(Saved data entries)
▽

use std::path::PathBuf;
use std::process::Command;
use std::time::Duration;

use tokio::io::{AsyncReadExt, AsyncWriteExt};
use tokio::net::UnixStream;

use crate::error::DaemonError;
use crate::models::{
    BulkEncodedChunk, BulkItem, Config, EncodedChunk, IngestedChunk, SearchHit, StoredRecord,
};
use crate::server::protocol::{
    BulkEncodeRequest, DeleteByReferenceRequest, DeleteRequest, EncodeQueryRequest, EncodeRequest,
    IngestRequest, ListByReferenceRequest, Request, Response, SearchRequest, StatusResponse,
    decode_length, encode_message,
};

/// Socket client for the daemon. Each call opens a fresh connection,
/// sends one length-prefixed JSON request and reads one response.
pub struct DaemonClient {
    socket_path: PathBuf,
    auto_start: bool,
}

impl DaemonClient {
    pub fn new(config: &Config) -> Self {
        Self {
            socket_path: config.socket_path(),
            auto_start: config.daemon.auto_start,
        }
    }

    pub fn is_running(&self) -> bool {
        self.socket_path.exists()
            && std::os::unix::net::UnixStream::connect(&self.socket_path).is_ok()
    }

    pub async fn ensure_running(&self) -> Result<(), DaemonError> {
        if self.is_running() {
            return Ok(());
        }

        if !self.auto_start {
            return Err(DaemonError::NotRunning);
        }

        self.spawn_daemon()?;
        self.wait_for_ready().await
    }

    fn spawn_daemon(&self) -> Result<(), DaemonError> {
        let exe = std::env::current_exe().map_err(|e| DaemonError::SpawnError(e.to_string()))?;

        Command::new(&exe)
            .args(["serve", "--daemon"])
            .stdin(std::process::Stdio::null())
            .stdout(std::process::Stdio::null())
            .stderr(std::process::Stdio::inherit())
            .spawn()
            .map_err(|e| DaemonError::SpawnError(e.to_string()))?;

        Ok(())
    }

    async fn wait_for_ready(&self) -> Result<(), DaemonError> {
        let max_wait = Duration::from_secs(60);
        let check_interval = Duration::from_millis(100);
        let start = std::time::Instant::now();

        while start.elapsed() < max_wait {
            if self.is_running() && self.ping().await.is_ok() {
                return Ok(());
            }
            tokio::time::sleep(check_interval).await;
        }

        Err(DaemonError::Timeout)
    }

    async fn connect(&self) -> Result<UnixStream, DaemonError> {
        UnixStream::connect(&self.socket_path)
            .await
            .map_err(|e| DaemonError::ConnectionFailed(e.to_string()))
    }

    async fn send_request(&self, request: Request) -> Result<Response, DaemonError> {
        let mut stream = self.connect().await?;

        let encoded =
            encode_message(&request).map_err(|e| DaemonError::ProtocolError(e.to_string()))?;

        stream
            .write_all(&encoded)
            .await
            .map_err(|e| DaemonError::SocketError(e.to_string()))?;

        let mut len_buf = [0u8; 4];
        stream
            .read_exact(&mut len_buf)
            .await
            .map_err(|e| DaemonError::SocketError(e.to_string()))?;

        let len = decode_length(&len_buf);
        let mut msg_buf = vec![0u8; len];

        stream
            .read_exact(&mut msg_buf)
            .await
            .map_err(|e| DaemonError::SocketError(e.to_string()))?;

        serde_json::from_slice(&msg_buf).map_err(|e| DaemonError::ProtocolError(e.to_string()))
    }

    pub async fn ping(&self) -> Result<(), DaemonError> {
        match self.send_request(Request::Ping).await? {
            Response::Pong => Ok(()),
            Response::Error(e) => Err(DaemonError::ProtocolError(e.message)),
            _ => Err(DaemonError::ProtocolError(
                "unexpected response".to_string(),
            )),
        }
    }

    pub async fn status(&self) -> Result<StatusResponse, DaemonError> {
        match self.send_request(Request::Status).await? {
            Response::Status(s) => Ok(s),
            Response::Error(e) => Err(DaemonError::ProtocolError(e.message)),
            _ => Err(DaemonError::ProtocolError(
                "unexpected response".to_string(),
            )),
        }
    }

    pub async fn shutdown(&self) -> Result<(), DaemonError> {
        match self.send_request(Request::Shutdown).await? {
            Response::ShutdownAck => Ok(()),
            Response::Error(e) => Err(DaemonError::ProtocolError(e.message)),
            _ => Err(DaemonError::ProtocolError(
                "unexpected response".to_string(),
            )),
        }
    }

    pub async fn ingest(&self, request: IngestRequest) -> Result<Vec<IngestedChunk>, DaemonError> {
        self.ensure_running().await?;
        match self.send_request(Request::Ingest(request)).await? {
            Response::Ingested(r) => Ok(r.chunks),
            Response::Error(e) => Err(DaemonError::ProtocolError(e.message)),
            _ => Err(DaemonError::ProtocolError(
                "unexpected response".to_string(),
            )),
        }
    }

    pub async fn search(&self, request: SearchRequest) -> Result<Vec<SearchHit>, DaemonError> {
        self.ensure_running().await?;
        match self.send_request(Request::Search(request)).await? {
            Response::Results(r) => Ok(r.results),
            Response::Error(e) => Err(DaemonError::ProtocolError(e.message)),
            _ => Err(DaemonError::ProtocolError(
                "unexpected response".to_string(),
            )),
        }
    }

    pub async fn delete(&self, id: &str) -> Result<(), DaemonError> {
        self.ensure_running().await?;
        let request = Request::Delete(DeleteRequest { id: id.to_string() });
        match self.send_request(request).await? {
            Response::Deleted(_) => Ok(()),
            Response::Error(e) => Err(DaemonError::ProtocolError(e.message)),
            _ => Err(DaemonError::ProtocolError(
                "unexpected response".to_string(),
            )),
        }
    }

    pub async fn delete_by_reference(&self, reference_id: &str) -> Result<u64, DaemonError> {
        self.ensure_running().await?;
        let request = Request::DeleteByReference(DeleteByReferenceRequest {
            reference_id: reference_id.to_string(),
        });
        match self.send_request(request).await? {
            Response::Deleted(r) => Ok(r.count.unwrap_or(0)),
            Response::Error(e) => Err(DaemonError::ProtocolError(e.message)),
            _ => Err(DaemonError::ProtocolError(
                "unexpected response".to_string(),
            )),
        }
    }

    pub async fn list_by_reference(
        &self,
        reference_id: &str,
    ) -> Result<Vec<StoredRecord>, DaemonError> {
        self.ensure_running().await?;
        let request = Request::ListByReference(ListByReferenceRequest {
            reference_id: reference_id.to_string(),
        });
        match self.send_request(request).await? {
            Response::Records(r) => Ok(r.records),
            Response::Error(e) => Err(DaemonError::ProtocolError(e.message)),
            _ => Err(DaemonError::ProtocolError(
                "unexpected response".to_string(),
            )),
        }
    }

    pub async fn encode(&self, request: EncodeRequest) -> Result<Vec<EncodedChunk>, DaemonError> {
        self.ensure_running().await?;
        match self.send_request(Request::Encode(request)).await? {
            Response::Encoded(r) => Ok(r.chunks),
            Response::Error(e) => Err(DaemonError::ProtocolError(e.message)),
            _ => Err(DaemonError::ProtocolError(
                "unexpected response".to_string(),
            )),
        }
    }

    pub async fn encode_query(&self, text: &str) -> Result<Vec<f32>, DaemonError> {
        self.ensure_running().await?;
        let request = Request::EncodeQuery(EncodeQueryRequest {
            text: text.to_string(),
        });
        match self.send_request(request).await? {
            Response::QueryEmbedding(r) => Ok(r.embedding),
            Response::Error(e) => Err(DaemonError::ProtocolError(e.message)),
            _ => Err(DaemonError::ProtocolError(
                "unexpected response".to_string(),
            )),
        }
    }

    pub async fn bulk_encode(
        &self,
        items: Vec<BulkItem>,
        batch_size: usize,
        chunk_size: usize,
    ) -> Result<Vec<BulkEncodedChunk>, DaemonError> {
        self.ensure_running().await?;
        let request = Request::BulkEncode(BulkEncodeRequest {
            items,
            batch_size,
            chunk_size,
        });
        match self.send_request(request).await? {
            Response::BulkEncoded(r) => Ok(r.chunks),
            Response::Error(e) => Err(DaemonError::ProtocolError(e.message)),
            _ => Err(DaemonError::ProtocolError(
                "unexpected response".to_string(),
            )),
        }
    }
}

pub fn stop_daemon(config: &Config) -> Result<(), DaemonError> {
    let pid_path = config.pid_path();
    if !pid_path.exists() {
        return Err(DaemonError::NotRunning);
    }

    let pid_str = std::fs::read_to_string(&pid_path)?;
    let pid: i32 = pid_str
        .trim()
        .parse()
        .map_err(|_| DaemonError::ProtocolError("invalid pid file".to_string()))?;

    #[cfg(unix)]
    {
        use nix::sys::signal::{Signal, kill};
        use nix::unistd::Pid;

        kill(Pid::from_raw(pid), Signal::SIGTERM)
            .map_err(|e| DaemonError::SocketError(e.to_string()))?;
    }

    let _ = std::fs::remove_file(&pid_path);
    let _ = std::fs::remove_file(config.socket_path());

    Ok(())
}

△

**TASK TO COMPLETE**
The number alone is the answer: work out how many lines in the data contain "DeleteRequest".

**WORKED SOLUTION**
2